METALLIAN: Antonio, thank you for speaking with Metallian. How about beginning by telling the readers which band's album is playing on your stereo right now?
DE YTA: Thank you very much for the interest! Right now I am listening to the new Bloodbath - Resurrection Through Carnage - and let me tell you that it kicks ass. It has been a long time since I heard such good death metal. I have been very interested in this project since the release of the single and now I am very satisfied with the full-length. I think all the musicians in that band are very talented and have always given something new to the metal scene. The interesting thing is that right now all of them play in a very different direction from when they started out and it's great to see that they can still do something very heavy. It reminds me a lot of Edge of Sanity, Dismember, Entombed or even Obituary. I would recommend this album to all fans who are into death metal, old or new.

METALLIAN: Is Bloodbath influencing you?
DE YTA: Well, since this band is a new one, it hasn't been a great influence, but the bands of the respective musicians that play in it have been a great influence - starting with Mike Akerfeld from Opeth whose band has inspired us a lot. This is one of the bands that started mixing many different tempos and changing from acoustic to heavy parts and if you listen to our first release there is much like that on the album. Their newer works are simply amazing too. Some people have told us that Necrosphere sounds similar to Opeth in many parts. I am not really sure, but it doesn't bother me to be compared with them. Actually we met those guys in Milwaukee and forged a good friendship with them.
Then there is Dan Swano who is a person I admire a lot. All of his projects are great, as a producer, guitarist, drummer, etc. I mean he is a multi-talented person. I love his project Nightingale and obviously all the stuff he did in Edge Of Sanity. And what to say of the two guys from Katatonia? All these bands have influenced our music directly.

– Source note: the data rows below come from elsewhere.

//! The authorized user's chat list.
//!
//! One `getChats` for the identifiers, then one `getChat` per identifier, all
//! in flight at once. A failed detail fetch drops that chat; a failed list
//! fetch fails the whole thing.

use std::fmt;

use futures::future::join_all;
use serde_json::Value;

use crate::errors::InvocationError;
use crate::functions::{type_tag, GetChat, GetChats, Response};
use crate::invoker::Invoker;
use crate::session::SessionContext;

// ─── ChatKind ────────────────────────────────────────────────────────────────

#[derive(Clone, Debug, PartialEq, Eq)]
pub enum ChatKind {
    Private { user_id: i64 },
    Secret { user_id: i64 },
    BasicGroup,
    Supergroup { is_channel: bool },
    /// Unrecognized or missing `type`, by tag.
    Unknown(Option<String>),
}

impl ChatKind {
    /// Read the `type` object of a chat.
    pub fn from_value(ty: Option<&Value>) -> Self {
        let Some(ty) = ty else { return Self::Unknown(None) };
        let user_id = ty.get("user_id").and_then(chat_id);
        match (type_tag(ty), user_id) {
            (Some("chatTypeSecret"), Some(user_id))    => Self::Secret { user_id },
            (Some("chatTypePrivate") | None, Some(user_id)) => Self::Private { user_id },
            (Some("chatTypeBasicGroup"), _)            => Self::BasicGroup,
            (Some("chatTypeSupergroup"), _)            => Self::Supergroup {
                is_channel: ty.get("is_channel").and_then(Value::as_bool).unwrap_or(false),
            },
            (tag, _)                                   => Self::Unknown(tag.map(str::to_string)),
        }
    }

    /// The other user, for one-on-one chats.
    pub fn private_user(&self) -> Option<i64> {
        match self {
            Self::Private { user_id } | Self::Secret { user_id } => Some(*user_id),
            _ => None,
        }
    }
}

// ─── ChatSummary ──────────────────────────────────────────────────────────────

/// What the chat list shows for one chat.
#[derive(Clone, Debug, PartialEq)]
pub struct ChatSummary {
    pub id:    i64,
    /// The chat's own title; `None` when missing or blank.
    pub title: Option<String>,
    pub kind:  ChatKind,
}

impl ChatSummary {
    /// Build from a `getChat` payload. `requested_id` stands in for a missing `id`.
    pub fn from_detail(requested_id: i64, detail: &Value) -> Self {
        Self {
            id:    detail.get("id").and_then(chat_id).unwrap_or(requested_id),
            title: detail
                .get("title")
                .and_then(Value::as_str)
                .map(str::trim)
                .filter(|t| !t.is_empty())
                .map(str::to_string),
            kind:  ChatKind::from_value(detail.get("type")),
        }
    }

    /// The title, or a synthesized one.
    pub fn display_title(&self) -> String {
        if let Some(title) = &self.title {
            return title.clone();
        }
        match self.kind.private_user() {
            Some(user_id) => format!("private chat with user {user_id}"),
            None          => format!("chat {}", self.id),
        }
    }
}

impl fmt::Display for ChatSummary {
    fn fmt(&self, f: &mut fmt::Formatter<'_>) -> fmt::Result {
        write!(f, "{} (id: {})", self.display_title(), self.id)
    }
}

/// Chat ids arrive as numbers, or as strings when they exceed 2^53.
fn chat_id(v: &Value) -> Option<i64> {
    v.as_i64().or_else(|| v.as_str().and_then(|s| s.parse().ok()))
}

// ─── ChatCatalog ──────────────────────────────────────────────────────────────

#[derive(Clone, Copy, Debug)]
pub struct ChatCatalog {
    limit: i32,
}

impl ChatCatalog {
    pub fn new(limit: i32) -> Self {
        Self { limit }
    }

    /// Fetch the chat list. Requires an authorized session.
    pub async fn fetch(&self, context: &SessionContext) -> Result<Vec<ChatSummary>, InvocationError> {
        if !context.is_authorized() {
            return Err(InvocationError::Unauthorized);
        }
        let invoker = context.invoker()?;

        let ids = self.list(invoker).await?;
        if ids.is_empty() {
            return Ok(Vec::new());
        }
        tracing::debug!("[layer-tdweb] fetching {} chat details", ids.len());

        let details = join_all(ids.iter().map(|&id| detail(invoker, id))).await;
        Ok(details.into_iter().flatten().collect())
    }

    async fn list(&self, invoker: &Invoker) -> Result<Vec<i64>, InvocationError> {
        let payload = match invoker.call(&GetChats::first_page(self.limit)).await? {
            Response::Payload(v) => v,
            Response::Error(e)   => return Err(e.into()),
            Response::Empty      => return Ok(Vec::new()),
        };
        let ids: Vec<i64> = payload
            .get("chat_ids")
            .and_then(Value::as_array)
            .map(|ids| ids.iter().filter_map(chat_id).collect())
            .unwrap_or_default();
        Ok(ids)
    }
}

async fn detail(invoker: &Invoker, id: i64) -> Option<ChatSummary> {
    match invoker.call(&GetChat { chat_id: id }).await {
        Ok(Response::Payload(v)) => Some(ChatSummary::from_detail(id, &v)),
        Ok(Response::Error(e))   => {
            tracing::debug!("[layer-tdweb] getChat {id} failed: {e}");
            None
        }
        Ok(Response::Empty) => {
            tracing::debug!("[layer-tdweb] getChat {id} returned nothing");
            None
        }
        Err(e) => {
            tracing::debug!("[layer-tdweb] getChat {id} failed: {e}");
            None
        }
    }
}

METALLIAN: Would you say that is where the band's musical mindset originates from?
DE YTA: When we started back in 1995, we didn't have a good idea what we wanted as far as sound. All of us liked different stuff and we just wanted to play metal. As with all bands we started covering song we liked, so there were some Iron Maiden songs, Metallica, Judas Priest, Megadeth, Sacred Reich, Slayer and many more. After some time and with a new drummer we decided to write our own songs. At that time we listened to doom bands such as Amorphis, Therion, Pyogenesis, Anathema and the Gothenburg bands such as At The Gates, In Flames and Dark Tranquillity.
Consequently our idea was to mix a little bit of everything and come up with something different. I don't know if we really managed to create something new, but at that time there were no bands like that here in Mexico. Something funny at that time was that our drummer was more into old rock, like Led Zeppelin, Deep Purple and Beatles, so that also gave a different sound to the band.
Another great influence is classical music. Our bass player also studies classical bass, so you can find some classical structures in our music.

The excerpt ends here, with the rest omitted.